I’ve just finished supporting the preparations and running of a weeklong event – a comprehensive course in geriatric medicine. I’m a bit slaphappy with exhaustion. Am sitting in a pub beside an open door, looking out onto a rare blue sky and sunshine here in Edinburgh. People are wandering the pavements, enjoying the weather. I can feel my tension melting away as I slide into a weekend unencumbered by overtime.
One of the speakers at the course was a psychiatrist, who apparently began his session by inviting the delegates to boo at a picture of Rene Descartes. The 18th century philosopher introduced a theory whereby mind and body were regarded as separate entities, which arguably grew into our modern paradigm of biological reductionism.
I wasn’t in the conference hall for most of this presentation, so I can only report secondhand. However I did witness the speaker’s closing remarks in which he plead for a greater consideration of the psycho-social model of mental health. Not an easy stance to take in a room full of medical consultants.

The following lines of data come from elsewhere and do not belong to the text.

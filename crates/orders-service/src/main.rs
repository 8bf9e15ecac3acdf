//! Main entry point for the orders service.
//!
//! This binary loads the configuration, connects the configured store
//! backend and serves the order API over HTTP.

use clap::Parser;
use orders_config::Config;
use std::path::PathBuf;
use std::sync::Arc;

mod apis;
mod factory_registry;
mod server;

/// Command-line arguments for the orders service.
#[derive(Parser, Debug)]
#[command(author, version, about, long_about = None)]
struct Args {
	/// Path to configuration file
	#[arg(short, long, default_value = "config.toml")]
	config: PathBuf,

	/// Log level (trace, debug, info, warn, error)
	#[arg(short, long, default_value = "info")]
	log_level: String,
}

/// Main entry point for the orders service.
///
/// This function:
/// 1. Parses command-line arguments
/// 2. Initializes logging infrastructure
/// 3. Loads configuration from file
/// 4. Builds the store backend and checks that it is reachable
/// 5. Serves the API until interrupted
#[tokio::main]
async fn main() -> Result<(), Box<dyn std::error::Error>> {
	let args = Args::parse();

	use tracing_subscriber::{fmt, EnvFilter};

	// RUST_LOG takes precedence over --log-level
	let env_filter =
		EnvFilter::try_from_default_env().unwrap_or_else(|_| EnvFilter::new(&args.log_level));

	fmt()
		.with_env_filter(env_filter)
		.with_thread_ids(true)
		.with_target(true)
		.init();

	tracing::info!("Started orders service");

	let config_path = args
		.config
		.to_str()
		.ok_or("Configuration path is not valid UTF-8")?;
	let config = Config::from_file(config_path).await?;
	tracing::info!("Loaded configuration [{}]", config.service.id);

	let store = Arc::new(factory_registry::build_store_from_config(&config)?);
	store.ping().await?;
	tracing::info!("Store is reachable");

	match config.api.clone().filter(|api| api.enabled) {
		Some(api_config) => server::start_server(api_config, store).await?,
		None => tracing::warn!("API server is disabled, nothing to serve"),
	}

	tracing::info!("Stopped orders service");
	Ok(())
}
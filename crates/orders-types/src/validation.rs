//! Configuration validation for backend settings.
//!
//! Each store backend receives its own TOML table from the service
//! configuration. A [`Schema`] describes which keys that table must and may
//! contain, and [`ConfigSchema`] lets a backend expose its schema so the
//! table can be checked before the backend is built.

use thiserror::Error;

/// Errors that can occur during configuration validation.
#[derive(Debug, Error, PartialEq, Eq)]
pub enum ValidationError {
	#[error("Missing required field: {0}")]
	MissingField(String),
	#[error("Invalid value for field '{field}': {message}")]
	InvalidValue { field: String, message: String },
	#[error("Type mismatch for field '{field}': expected {expected}, got {actual}")]
	TypeMismatch {
		field: String,
		expected: String,
		actual: String,
	},
}

/// Expected type of a configuration field.
#[derive(Debug, Clone, Copy, PartialEq, Eq)]
pub enum FieldType {
	String,
}

/// Custom check run after the type check passes.
pub type FieldValidator = Box<dyn Fn(&toml::Value) -> Result<(), String> + Send + Sync>;

/// A named field in a [`Schema`].
pub struct Field {
	pub name: String,
	pub field_type: FieldType,
	pub validator: Option<FieldValidator>,
}

impl std::fmt::Debug for Field {
	fn fmt(&self, f: &mut std::fmt::Formatter<'_>) -> std::fmt::Result {
		f.debug_struct("Field")
			.field("name", &self.name)
			.field("field_type", &self.field_type)
			.field("validator", &self.validator.is_some())
			.finish()
	}
}

impl Field {
	pub fn new(name: impl Into<String>, field_type: FieldType) -> Self {
		Self {
			name: name.into(),
			field_type,
			validator: None,
		}
	}

	/// Attaches a custom validator that returns an error message on failure.
	pub fn with_validator<F>(mut self, validator: F) -> Self
	where
		F: Fn(&toml::Value) -> Result<(), String> + Send + Sync + 'static,
	{
		self.validator = Some(Box::new(validator));
		self
	}

	fn check(&self, value: &toml::Value) -> Result<(), ValidationError> {
		check_type(&self.name, value, self.field_type)?;
		if let Some(validator) = &self.validator {
			validator(value).map_err(|message| ValidationError::InvalidValue {
				field: self.name.clone(),
				message,
			})?;
		}
		Ok(())
	}
}

/// Required and optional fields of a configuration table.
#[derive(Debug)]
pub struct Schema {
	pub required: Vec<Field>,
	pub optional: Vec<Field>,
}

impl Schema {
	pub fn new(required: Vec<Field>, optional: Vec<Field>) -> Self {
		Self { required, optional }
	}

	/// Validates a TOML table against this schema.
	///
	/// Unknown keys are ignored so that backends can share a table layout.
	pub fn validate(&self, config: &toml::Value) -> Result<(), ValidationError> {
		let table = config
			.as_table()
			.ok_or_else(|| mismatch("root", "table", config))?;

		for field in &self.required {
			let value = table
				.get(&field.name)
				.ok_or_else(|| ValidationError::MissingField(field.name.clone()))?;
			field.check(value)?;
		}

		for field in &self.optional {
			if let Some(value) = table.get(&field.name) {
				field.check(value)?;
			}
		}

		Ok(())
	}
}

fn mismatch(field: &str, expected: &str, value: &toml::Value) -> ValidationError {
	ValidationError::TypeMismatch {
		field: field.to_string(),
		expected: expected.to_string(),
		actual: value.type_str().to_string(),
	}
}

fn check_type(
	field_name: &str,
	value: &toml::Value,
	expected_type: FieldType,
) -> Result<(), ValidationError> {
	match expected_type {
		FieldType::String => {
			if !value.is_str() {
				return Err(mismatch(field_name, "string", value));
			}
		},
	}

	Ok(())
}

/// A configuration schema that a backend exposes for its settings table.
pub trait ConfigSchema: Send + Sync {
	fn validate(&self, config: &toml::Value) -> Result<(), ValidationError>;
}
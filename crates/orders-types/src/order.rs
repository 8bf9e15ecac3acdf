//! Order entity persisted by the repository.

use chrono::{DateTime, Utc};
use serde::{Deserialize, Serialize};
use uuid::Uuid;

/// A customer order.
///
/// The `order_id` is chosen by the caller and never changes once the order
/// has been inserted. Lifecycle timestamps are optional: an absent
/// `shipped_at` means the order has not shipped yet, and absent values are
/// omitted from the encoded record rather than written as a zero date.
#[derive(Debug, Clone, PartialEq, Eq, Serialize, Deserialize)]
pub struct Order {
	/// Caller-assigned identifier, also the suffix of the primary key.
	pub order_id: u64,
	/// Customer that placed the order.
	pub customer_id: Uuid,
	/// Items in the order, in the order they were added.
	#[serde(default)]
	pub line_items: Vec<LineItem>,
	/// When the order was created. Stored as `create_at` for compatibility
	/// with records written by earlier versions of the service.
	#[serde(
		rename = "create_at",
		alias = "created_at",
		default,
		skip_serializing_if = "Option::is_none"
	)]
	pub created_at: Option<DateTime<Utc>>,
	/// When the order shipped.
	#[serde(default, skip_serializing_if = "Option::is_none")]
	pub shipped_at: Option<DateTime<Utc>>,
	/// When the order was completed.
	#[serde(default, skip_serializing_if = "Option::is_none")]
	pub completed_at: Option<DateTime<Utc>>,
}

impl Order {
	/// Creates an order with no lifecycle timestamps set.
	pub fn new(order_id: u64, customer_id: Uuid, line_items: Vec<LineItem>) -> Self {
		Self {
			order_id,
			customer_id,
			line_items,
			created_at: None,
			shipped_at: None,
			completed_at: None,
		}
	}

	/// Total price of all line items in minor currency units.
	///
	/// Returns `None` if the total overflows.
	pub fn total(&self) -> Option<u64> {
		self.line_items.iter().try_fold(0u64, |acc, item| {
			item.quantity
				.checked_mul(item.price)
				.and_then(|line| acc.checked_add(line))
		})
	}
}

/// A single line of an order. Has no identity beyond its position.
#[derive(Debug, Clone, PartialEq, Eq, Serialize, Deserialize)]
pub struct LineItem {
	pub item_id: Uuid,
	pub quantity: u64,
	/// Unit price in minor currency units.
	pub price: u64,
}

#[cfg(test)]
mod tests {
	use super::*;
	use chrono::TimeZone;

	fn sample_order() -> Order {
		Order::new(
			42,
			Uuid::parse_str("6f1c1e52-4d0b-4c9e-9a52-3f1f0d6b2a11").unwrap(),
			vec![
				LineItem {
					item_id: Uuid::parse_str("0b7a3f5e-9a1d-4f07-8f4e-bb2d1c7f3e01").unwrap(),
					quantity: 2,
					price: 1500,
				},
				LineItem {
					item_id: Uuid::parse_str("0b7a3f5e-9a1d-4f07-8f4e-bb2d1c7f3e01").unwrap(),
					quantity: 1,
					price: 250,
				},
			],
		)
	}

	#[test]
	fn test_absent_timestamps_are_omitted() {
		let order = sample_order();
		let json = serde_json::to_value(&order).unwrap();
		let object = json.as_object().unwrap();

		assert!(!object.contains_key("create_at"));
		assert!(!object.contains_key("shipped_at"));
		assert!(!object.contains_key("completed_at"));
		assert_eq!(object["order_id"], 42);
		assert_eq!(object["line_items"].as_array().unwrap().len(), 2);
	}

	#[test]
	fn test_null_timestamps_decode_as_absent() {
		let json = r#"{
			"order_id": 7,
			"customer_id": "6f1c1e52-4d0b-4c9e-9a52-3f1f0d6b2a11",
			"line_items": [],
			"create_at": "2024-03-01T10:00:00Z",
			"shipped_at": null,
			"completed_at": null
		}"#;

		let order: Order = serde_json::from_str(json).unwrap();
		assert_eq!(order.order_id, 7);
		assert_eq!(
			order.created_at,
			Some(Utc.with_ymd_and_hms(2024, 3, 1, 10, 0, 0).unwrap())
		);
		assert_eq!(order.shipped_at, None);
		assert_eq!(order.completed_at, None);
	}

	#[test]
	fn test_created_at_alias_is_accepted() {
		let json = r#"{
			"order_id": 8,
			"customer_id": "6f1c1e52-4d0b-4c9e-9a52-3f1f0d6b2a11",
			"created_at": "2024-03-01T10:00:00Z"
		}"#;

		let order: Order = serde_json::from_str(json).unwrap();
		assert!(order.created_at.is_some());
		assert!(order.line_items.is_empty());
	}

	#[test]
	fn test_timestamps_survive_encoding() {
		let mut order = sample_order();
		order.created_at = Some(Utc.with_ymd_and_hms(2024, 1, 2, 3, 4, 5).unwrap());
		order.shipped_at = Some(Utc.with_ymd_and_hms(2024, 1, 3, 0, 0, 0).unwrap());

		let bytes = serde_json::to_vec(&order).unwrap();
		let decoded: Order = serde_json::from_slice(&bytes).unwrap();

		assert_eq!(decoded, order);
		assert!(decoded.completed_at.is_none());
	}

	#[test]
	fn test_total() {
		assert_eq!(sample_order().total(), Some(3250));

		let mut order = sample_order();
		order.line_items[0].quantity = u64::MAX;
		assert_eq!(order.total(), None);
	}
}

It made me think about the anti-psychiatry movement, and the point made by one of the speakers at the ISPSUK conference a few weeks back. “I’m not against psychiatry,” she said. “I’m against bad psychiatry.” Bad psychiatry imposes itself upon the patient, regards its own perceptions as superiour to the perceptions of the patient, and abuses the power it hold over the life and wellbeing of the patient. Or should I say, the person who finds themselves placed in the role of patient.

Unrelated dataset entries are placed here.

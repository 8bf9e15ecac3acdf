//! API types for the orders HTTP API.
//!
//! This module defines the request and response bodies for the order
//! endpoints and the structured error type that handlers return.

use crate::order::{LineItem, Order};
use serde::{Deserialize, Serialize};
use std::fmt;
use uuid::Uuid;

/// Request body for POST /orders.
#[derive(Debug, Clone, Serialize, Deserialize)]
pub struct CreateOrderRequest {
	pub customer_id: Uuid,
	#[serde(default)]
	pub line_items: Vec<LineItem>,
}

/// Request body for PUT /orders/{id}.
#[derive(Debug, Clone, Serialize, Deserialize)]
pub struct UpdateOrderRequest {
	/// Target status, either "shipped" or "completed".
	pub status: String,
}

/// Lifecycle status an order can be moved to through the API.
#[derive(Debug, Clone, Copy, PartialEq, Eq, Serialize, Deserialize)]
#[serde(rename_all = "lowercase")]
pub enum OrderStatus {
	Shipped,
	Completed,
}

impl std::str::FromStr for OrderStatus {
	type Err = APIError;

	fn from_str(s: &str) -> Result<Self, Self::Err> {
		match s {
			"shipped" => Ok(Self::Shipped),
			"completed" => Ok(Self::Completed),
			other => Err(APIError::BadRequest {
				error_type: "INVALID_STATUS".to_string(),
				message: format!("Unknown order status: {}", other),
				details: None,
			}),
		}
	}
}

/// Query parameters for GET /orders.
#[derive(Debug, Clone, Default, Serialize, Deserialize)]
pub struct ListOrdersQuery {
	/// Scan position returned by the previous page, 0 or absent to start.
	pub cursor: Option<u64>,
	/// Upper bound on orders per page.
	pub size: Option<u64>,
}

/// Response body for GET /orders.
#[derive(Debug, Clone, Serialize, Deserialize)]
pub struct ListOrdersResponse {
	pub items: Vec<Order>,
	/// Cursor for the next page. Omitted once the scan is complete.
	#[serde(default, skip_serializing_if = "is_zero")]
	pub next: u64,
}

fn is_zero(value: &u64) -> bool {
	*value == 0
}

/// API error response.
#[derive(Debug, Clone, Serialize, Deserialize)]
pub struct ErrorResponse {
	/// Error type/code
	pub error: String,
	/// Human-readable description
	pub message: String,
	/// Additional error context
	#[serde(skip_serializing_if = "Option::is_none")]
	pub details: Option<serde_json::Value>,
	/// Suggested retry delay in seconds
	#[serde(rename = "retryAfter", skip_serializing_if = "Option::is_none")]
	pub retry_after: Option<u64>,
}

/// Structured API error type with appropriate HTTP status mapping.
#[derive(Debug)]
pub enum APIError {
	/// Bad request with validation errors (400)
	BadRequest {
		error_type: String,
		message: String,
		details: Option<serde_json::Value>,
	},
	/// Requested resource does not exist (404)
	NotFound { error_type: String, message: String },
	/// Store is unreachable, with optional retry information (503)
	ServiceUnavailable {
		error_type: String,
		message: String,
		retry_after: Option<u64>,
	},
	/// Internal server error (500)
	InternalServerError { error_type: String, message: String },
}

impl APIError {
	/// Get the HTTP status code for this error.
	pub fn status_code(&self) -> u16 {
		match self {
			APIError::BadRequest { .. } => 400,
			APIError::NotFound { .. } => 404,
			APIError::ServiceUnavailable { .. } => 503,
			APIError::InternalServerError { .. } => 500,
		}
	}

	/// Convert to ErrorResponse for JSON serialization.
	pub fn to_error_response(&self) -> ErrorResponse {
		match self {
			APIError::BadRequest {
				error_type,
				message,
				details,
			} => ErrorResponse {
				error: error_type.clone(),
				message: message.clone(),
				details: details.clone(),
				retry_after: None,
			},
			APIError::ServiceUnavailable {
				error_type,
				message,
				retry_after,
			} => ErrorResponse {
				error: error_type.clone(),
				message: message.clone(),
				details: None,
				retry_after: *retry_after,
			},
			APIError::NotFound {
				error_type,
				message,
			}
			| APIError::InternalServerError {
				error_type,
				message,
			} => ErrorResponse {
				error: error_type.clone(),
				message: message.clone(),
				details: None,
				retry_after: None,
			},
		}
	}
}

impl fmt::Display for APIError {
	fn fmt(&self, f: &mut fmt::Formatter<'_>) -> fmt::Result {
		match self {
			APIError::BadRequest { message, .. } => write!(f, "Bad Request: {}", message),
			APIError::NotFound { message, .. } => write!(f, "Not Found: {}", message),
			APIError::ServiceUnavailable { message, .. } => {
				write!(f, "Service Unavailable: {}", message)
			},
			APIError::InternalServerError { message, .. } => {
				write!(f, "Internal Server Error: {}", message)
			},
		}
	}
}

impl std::error::Error for APIError {}

impl axum::response::IntoResponse for APIError {
	fn into_response(self) -> axum::response::Response {
		use axum::{http::StatusCode, response::Json};

		let status = StatusCode::from_u16(self.status_code())
			.unwrap_or(StatusCode::INTERNAL_SERVER_ERROR);
		let mut response = (status, Json(self.to_error_response())).into_response();

		if let APIError::ServiceUnavailable {
			retry_after: Some(seconds),
			..
		} = &self
		{
			if let Ok(value) = axum::http::HeaderValue::from_str(&seconds.to_string()) {
				response
					.headers_mut()
					.insert(axum::http::header::RETRY_AFTER, value);
			}
		}

		response
	}
}
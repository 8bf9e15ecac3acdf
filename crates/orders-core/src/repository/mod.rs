//! Repositories over the key-value store.

mod order;

pub use order::{FindAllPage, FindResult, OrderRepository};
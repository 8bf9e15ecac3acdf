//! Common types module for the orders service.
//!
//! This module defines the core data types shared by the storage backends,
//! the order repository and the HTTP service, so that key naming and the
//! persisted record layout live in exactly one place.

/// API types for HTTP endpoints and request/response structures.
pub mod api;
/// Order and line item entities.
pub mod order;
/// Registry trait for self-registering implementations.
pub mod registry;
/// Storage key naming for persisted orders and the order index.
pub mod storage;
/// Configuration validation types for ensuring type-safe configurations.
pub mod validation;

// Re-export all types for convenient access
pub use api::*;
pub use order::*;
pub use registry::ImplementationRegistry;
pub use storage::*;
pub use validation::*;
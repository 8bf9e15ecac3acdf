//! Builders for assembling configurations in tests.

mod config;

pub use config::ConfigBuilder;
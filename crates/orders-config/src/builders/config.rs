//! Configuration builder for creating test and development configurations.

use crate::{ApiConfig, Config, ServiceConfig, StorageConfig};
use std::collections::HashMap;

/// Builder for creating `Config` instances with a fluent API.
///
/// Defaults to an in-memory store and no API section.
#[derive(Debug, Clone)]
pub struct ConfigBuilder {
	service_id: String,
	storage_primary: String,
	storage_implementations: HashMap<String, toml::Value>,
	api: Option<ApiConfig>,
}

impl Default for ConfigBuilder {
	fn default() -> Self {
		Self::new()
	}
}

impl ConfigBuilder {
	/// Creates a new `ConfigBuilder` with default values suitable for testing.
	pub fn new() -> Self {
		let mut storage_implementations = HashMap::new();
		storage_implementations.insert(
			"memory".to_string(),
			toml::Value::Table(toml::map::Map::new()),
		);
		Self {
			service_id: "orders-test".to_string(),
			storage_primary: "memory".to_string(),
			storage_implementations,
			api: None,
		}
	}

	pub fn service_id(mut self, id: impl Into<String>) -> Self {
		self.service_id = id.into();
		self
	}

	/// Sets the primary storage implementation.
	pub fn storage_primary(mut self, primary: impl Into<String>) -> Self {
		self.storage_primary = primary.into();
		self
	}

	/// Adds or replaces a storage implementation's configuration.
	pub fn storage_implementation(mut self, name: impl Into<String>, config: toml::Value) -> Self {
		self.storage_implementations.insert(name.into(), config);
		self
	}

	/// Sets the API configuration.
	pub fn api(mut self, api: Option<ApiConfig>) -> Self {
		self.api = api;
		self
	}

	/// Builds the `Config` without validating it.
	pub fn build(self) -> Config {
		Config {
			service: ServiceConfig {
				id: self.service_id,
			},
			storage: StorageConfig {
				primary: self.storage_primary,
				implementations: self.storage_implementations,
			},
			api: self.api,
		}
	}
}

Bad psychiatry includes professionals who are unwilling to consider that professional opinion is not gospel truth, and who are unable to imagine that other perspectives and experiences may be equally valid – even the ones that are conventionally labelled as insane.

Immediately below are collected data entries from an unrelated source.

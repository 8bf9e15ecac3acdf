//! Configuration module for the orders service.
//!
//! This module provides structures and utilities for managing service configuration.
//! It supports loading configuration from TOML files, substitutes environment
//! variables before parsing, and validates the result so that a loaded
//! configuration can be used without further checks.

#[cfg(feature = "testing")]
pub mod builders;

use regex::Regex;
use serde::{Deserialize, Serialize};
use std::collections::HashMap;
use std::str::FromStr;
use thiserror::Error;

/// Errors that can occur during configuration operations.
#[derive(Debug, Error)]
pub enum ConfigError {
	/// Error that occurs during file I/O operations.
	#[error("IO error: {0}")]
	Io(#[from] std::io::Error),
	/// Error that occurs when parsing TOML configuration.
	#[error("Configuration error: {0}")]
	Parse(String),
	/// Error that occurs when configuration validation fails.
	#[error("Validation error: {0}")]
	Validation(String),
}

impl From<toml::de::Error> for ConfigError {
	fn from(err: toml::de::Error) -> Self {
		// Keep the message, not the input dump
		ConfigError::Parse(err.message().to_string())
	}
}

/// Main configuration structure for the orders service.
#[derive(Debug, Clone, Deserialize, Serialize)]
pub struct Config {
	/// Identity of this service instance.
	pub service: ServiceConfig,
	/// Configuration for the storage backend.
	pub storage: StorageConfig,
	/// Configuration for the HTTP API server.
	pub api: Option<ApiConfig>,
}

/// Configuration specific to the service instance.
#[derive(Debug, Clone, Deserialize, Serialize)]
pub struct ServiceConfig {
	/// Unique identifier for this instance, used in logs.
	pub id: String,
}

/// Configuration for the storage backend.
#[derive(Debug, Clone, Deserialize, Serialize)]
pub struct StorageConfig {
	/// Which implementation to use as primary.
	pub primary: String,
	/// Map of storage implementation names to their configurations.
	pub implementations: HashMap<String, toml::Value>,
}

impl StorageConfig {
	/// Returns the configuration table of the primary implementation.
	pub fn primary_config(&self) -> Option<&toml::Value> {
		self.implementations.get(&self.primary)
	}
}

/// Configuration for the HTTP API server.
#[derive(Debug, Clone, Deserialize, Serialize)]
pub struct ApiConfig {
	/// Whether the API server is enabled.
	#[serde(default)]
	pub enabled: bool,
	/// Host address to bind the server to.
	#[serde(default = "default_api_host")]
	pub host: String,
	/// Port to bind the server to.
	#[serde(default = "default_api_port")]
	pub port: u16,
	/// Page size used by list requests that do not name one.
	#[serde(default = "default_page_size")]
	pub default_page_size: u64,
	/// Largest page size a list request may ask for.
	#[serde(default = "default_max_page_size")]
	pub max_page_size: u64,
}

impl Default for ApiConfig {
	fn default() -> Self {
		Self {
			enabled: true,
			host: default_api_host(),
			port: default_api_port(),
			default_page_size: default_page_size(),
			max_page_size: default_max_page_size(),
		}
	}
}

fn default_api_host() -> String {
	"127.0.0.1".to_string()
}

fn default_api_port() -> u16 {
	3000
}

fn default_page_size() -> u64 {
	50
}

fn default_max_page_size() -> u64 {
	1000
}

/// Resolves environment variables in a string.
///
/// Replaces ${VAR_NAME} with the value of the environment variable VAR_NAME.
/// Supports default values with ${VAR_NAME:-default_value}.
///
/// Input strings are limited to 1MB to bound the cost of the scan.
pub(crate) fn resolve_env_vars(input: &str) -> Result<String, ConfigError> {
	const MAX_INPUT_SIZE: usize = 1024 * 1024;
	if input.len() > MAX_INPUT_SIZE {
		return Err(ConfigError::Validation(format!(
			"Configuration file too large: {} bytes (max: {} bytes)",
			input.len(),
			MAX_INPUT_SIZE
		)));
	}

	let re = Regex::new(r"\$\{([A-Z_][A-Z0-9_]{0,127})(?::-([^}]{0,256}))?\}")
		.map_err(|e| ConfigError::Parse(format!("Regex error: {}", e)))?;

	let mut result = String::with_capacity(input.len());
	let mut last = 0;

	for cap in re.captures_iter(input) {
		let (Some(full_match), Some(var_name)) = (cap.get(0), cap.get(1)) else {
			continue;
		};

		let value = match std::env::var(var_name.as_str()) {
			Ok(v) => v,
			Err(_) => match cap.get(2) {
				Some(default) => default.as_str().to_string(),
				None => {
					return Err(ConfigError::Validation(format!(
						"Environment variable '{}' not found",
						var_name.as_str()
					)));
				},
			},
		};

		result.push_str(&input[last..full_match.start()]);
		result.push_str(&value);
		last = full_match.end();
	}
	result.push_str(&input[last..]);

	Ok(result)
}

impl Config {
	/// Loads configuration from a file, resolving environment variables
	/// and validating the result.
	pub async fn from_file(path: &str) -> Result<Self, ConfigError> {
		let contents = tokio::fs::read_to_string(path).await?;
		contents.parse()
	}

	/// Validates the configuration to ensure all required fields are properly set.
	///
	/// - The service ID must not be empty
	/// - At least one storage implementation must be configured, and the
	///   primary must name one of them
	/// - Page sizes must be positive, with the maximum no smaller than the default
	fn validate(&self) -> Result<(), ConfigError> {
		if self.service.id.trim().is_empty() {
			return Err(ConfigError::Validation("Service ID cannot be empty".into()));
		}

		if self.storage.implementations.is_empty() {
			return Err(ConfigError::Validation(
				"At least one storage implementation must be configured".into(),
			));
		}
		if self.storage.primary.is_empty() {
			return Err(ConfigError::Validation(
				"Storage primary implementation cannot be empty".into(),
			));
		}
		if self.storage.primary_config().is_none() {
			return Err(ConfigError::Validation(format!(
				"Primary storage '{}' not found in implementations",
				self.storage.primary
			)));
		}

		if let Some(api) = &self.api {
			if api.default_page_size == 0 || api.max_page_size == 0 {
				return Err(ConfigError::Validation(
					"API page sizes must be greater than zero".into(),
				));
			}
			if api.max_page_size < api.default_page_size {
				return Err(ConfigError::Validation(format!(
					"API max_page_size ({}) is smaller than default_page_size ({})",
					api.max_page_size, api.default_page_size
				)));
			}
		}

		Ok(())
	}
}

/// Implementation of FromStr trait for Config to enable parsing from string.
///
/// Environment variables are resolved first and the configuration is
/// validated after parsing.
impl FromStr for Config {
	type Err = ConfigError;

	fn from_str(s: &str) -> Result<Self, Self::Err> {
		let resolved = resolve_env_vars(s)?;
		let config: Config = toml::from_str(&resolved)?;
		config.validate()?;
		Ok(config)
	}
}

But I must remember that there are good psychiatrists as well, motivated by compassion and curiosity, and who are willing to engage in dialogue and mutual learning.
To be honest, I don’t know where the speaker at the event falls on the spectrum of good and bad psychiatry. I don’t know his work sufficiently to hold court on this point. Inciting hostility by booing a long-dead philosopher seems a bit of an unnecessary step – though it probably did make his point in the minds of those present. Dislodging assumptive paradigms takes a little drama to step out of the box in which we normally reside. Meanwhile, he namechecked the psycho-social approach to mental health and asked the doctors present to consider its role in the bigger picture – and hence he gets a gold star on today’s calendar.